*WHAT IS REQUIRED*. The answer must be every line of the records below that contains the word "seconds", copied out.

───── PROVIDED ENTRIES

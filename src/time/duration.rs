use std::time::Duration;

use thiserror::Error;

#[derive(Debug, Clone, Error, PartialEq, Eq)]
#[error("duration `{0}` is not a valid elapsed time (expected something like `2h30m`)")]
pub struct InvalidDuration(String);

const NANOS_PER_SEC: u128 = 1_000_000_000;

fn unit_in_nanos(unit: &str) -> Option<u128> {
    Some(match unit {
        "ns" => 1,
        "us" | "µs" | "μs" => 1_000,
        "ms" => 1_000_000,
        "s" => NANOS_PER_SEC,
        "m" => 60 * NANOS_PER_SEC,
        "h" => 3600 * NANOS_PER_SEC,
        _ => return None,
    })
}

fn split_digits(input: &str) -> (&str, &str) {
    let len = input.bytes().take_while(u8::is_ascii_digit).count();
    input.split_at(len)
}

/// Parses an elapsed time like `9h`, `7h30m` or `1.5h`.
///
/// The input is a sequence of decimal numbers, each followed by a unit
/// (`h`, `m`, `s`, `ms`, `us`/`µs`, `ns`). A leading `+` is allowed, a
/// leading `-` is not. The lone string `0` is the zero duration.
pub fn parse_duration(input: &str) -> Result<Duration, InvalidDuration> {
    let invalid = || InvalidDuration(input.to_string());

    let mut rest = input.strip_prefix('+').unwrap_or(input);
    if rest == "0" {
        return Ok(Duration::ZERO);
    }

    if rest.is_empty() {
        return Err(invalid());
    }

    let mut total: u128 = 0;
    while !rest.is_empty() {
        let (integer, after) = split_digits(rest);
        let (fraction, after) = match after.strip_prefix('.') {
            Some(after) => split_digits(after),
            None => ("", after),
        };

        if integer.is_empty() && fraction.is_empty() {
            return Err(invalid());
        }

        let unit_len = after
            .find(|c: char| c.is_ascii_digit() || c == '.')
            .unwrap_or(after.len());
        let (unit, after) = after.split_at(unit_len);
        let scale = unit_in_nanos(unit).ok_or_else(invalid)?;

        let integer: u128 = if integer.is_empty() {
            0
        } else {
            integer.parse().map_err(|_| invalid())?
        };
        let mut value = integer.checked_mul(scale).ok_or_else(invalid)?;

        // digits beyond nanosecond precision of an hour do not matter
        let fraction = &fraction[..fraction.len().min(18)];
        if !fraction.is_empty() {
            let digits: u128 = fraction.parse().map_err(|_| invalid())?;
            value += digits * scale / 10u128.pow(fraction.len() as u32);
        }

        total = total.checked_add(value).ok_or_else(invalid)?;
        rest = after;
    }

    let secs = u64::try_from(total / NANOS_PER_SEC).map_err(|_| invalid())?;
    Ok(Duration::new(secs, (total % NANOS_PER_SEC) as u32))
}

fn decimal(integer: u64, fraction: u64, digits: usize) -> String {
    if fraction == 0 {
        return integer.to_string();
    }

    let fraction = format!("{:0width$}", fraction, width = digits);
    format!("{}.{}", integer, fraction.trim_end_matches('0'))
}

/// Formats a duration in its canonical form, e.g. `7h30m0s` or `1.5s`.
///
/// The output is accepted by [`parse_duration`].
#[must_use]
pub fn format_duration(duration: Duration) -> String {
    let nanos = duration.subsec_nanos() as u64;
    let secs = duration.as_secs();

    if secs == 0 {
        return match nanos {
            0 => "0s".to_string(),
            1..=999 => format!("{}ns", nanos),
            1_000..=999_999 => format!("{}µs", decimal(nanos / 1_000, nanos % 1_000, 3)),
            _ => format!("{}ms", decimal(nanos / 1_000_000, nanos % 1_000_000, 6)),
        };
    }

    let hours = secs / 3600;
    let minutes = (secs / 60) % 60;
    let seconds = decimal(secs % 60, nanos, 9);

    if hours > 0 {
        format!("{}h{}m{}s", hours, minutes, seconds)
    } else if minutes > 0 {
        format!("{}m{}s", minutes, seconds)
    } else {
        format!("{}s", seconds)
    }
}

/// Total number of minutes, including fractions of a minute.
#[must_use]
pub fn as_minutes(duration: Duration) -> f64 {
    duration.as_secs_f64() / 60.0
}

/// Formats the duration as minutes with a `min` suffix, e.g. `150min`.
#[must_use]
pub fn format_minutes(duration: Duration) -> String {
    format!("{}min", as_minutes(duration))
}

/// Serializes a [`Duration`] in its canonical text form.
pub fn serialize_duration<S>(duration: &Duration, serializer: S) -> Result<S::Ok, S::Error>
where
    S: serde::Serializer,
{
    serializer.serialize_str(&format_duration(*duration))
}

#[cfg(test)]
mod tests {
    use super::*;

    use pretty_assertions::assert_eq;

    const fn mins(minutes: u64) -> Duration {
        Duration::from_secs(minutes * 60)
    }

    #[test]
    fn test_parse_duration() {
        assert_eq!(parse_duration("9h"), Ok(mins(9 * 60)));
        assert_eq!(parse_duration("7h30m"), Ok(mins(7 * 60 + 30)));
        assert_eq!(parse_duration("2h30m"), Ok(mins(150)));
        assert_eq!(parse_duration("90m"), Ok(mins(90)));
        assert_eq!(parse_duration("1.5h"), Ok(mins(90)));
        assert_eq!(parse_duration("+45m"), Ok(mins(45)));
        assert_eq!(parse_duration("1h0m30s"), Ok(Duration::from_secs(3630)));
        assert_eq!(parse_duration(".5s"), Ok(Duration::from_millis(500)));
        assert_eq!(parse_duration("250ms"), Ok(Duration::from_millis(250)));
        assert_eq!(parse_duration("3µs"), Ok(Duration::from_micros(3)));
        assert_eq!(parse_duration("0"), Ok(Duration::ZERO));
        assert_eq!(parse_duration("0h"), Ok(Duration::ZERO));
    }

    #[test]
    fn test_parse_duration_rejects_malformed() {
        for input in [
            "", "+", "9", "h", "-1h", "9 h", "9hours", "1d", "1h30", "..5h", "1h 30m", "9:00",
        ] {
            assert_eq!(
                parse_duration(input),
                Err(InvalidDuration(input.to_string())),
                "{input}"
            );
        }
    }

    #[test]
    fn test_parse_duration_overflow() {
        assert!(parse_duration("99999999999999999999999999999999999999999h").is_err());
        assert!(parse_duration("9999999999999999999h").is_err());
    }

    #[test]
    fn test_format_duration() {
        assert_eq!(format_duration(Duration::ZERO), "0s");
        assert_eq!(format_duration(mins(9 * 60)), "9h0m0s");
        assert_eq!(format_duration(mins(7 * 60 + 30)), "7h30m0s");
        assert_eq!(format_duration(mins(45)), "45m0s");
        assert_eq!(format_duration(Duration::from_millis(1500)), "1.5s");
        assert_eq!(format_duration(Duration::from_millis(250)), "250ms");
        assert_eq!(format_duration(Duration::from_nanos(42)), "42ns");
    }

    #[test]
    fn test_canonical_form_parses_back() {
        for duration in [
            mins(150),
            Duration::from_millis(90_500),
            Duration::from_micros(1_250),
            Duration::from_secs(3 * 3600 + 1),
        ] {
            assert_eq!(parse_duration(&format_duration(duration)), Ok(duration));
        }
    }

    #[test]
    fn test_format_minutes() {
        assert_eq!(format_minutes(mins(150)), "150min");
        assert_eq!(format_minutes(Duration::from_secs(90 * 60 + 30)), "90.5min");
        assert_eq!(format_minutes(Duration::ZERO), "0min");
    }
}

──────────

*RESPONSE*.
    let seconds = decimal(secs % 60, nanos, 9);
        format!("{}h{}m{}s", hours, minutes, seconds)
        format!("{}m{}s", minutes, seconds)
        format!("{}s", seconds)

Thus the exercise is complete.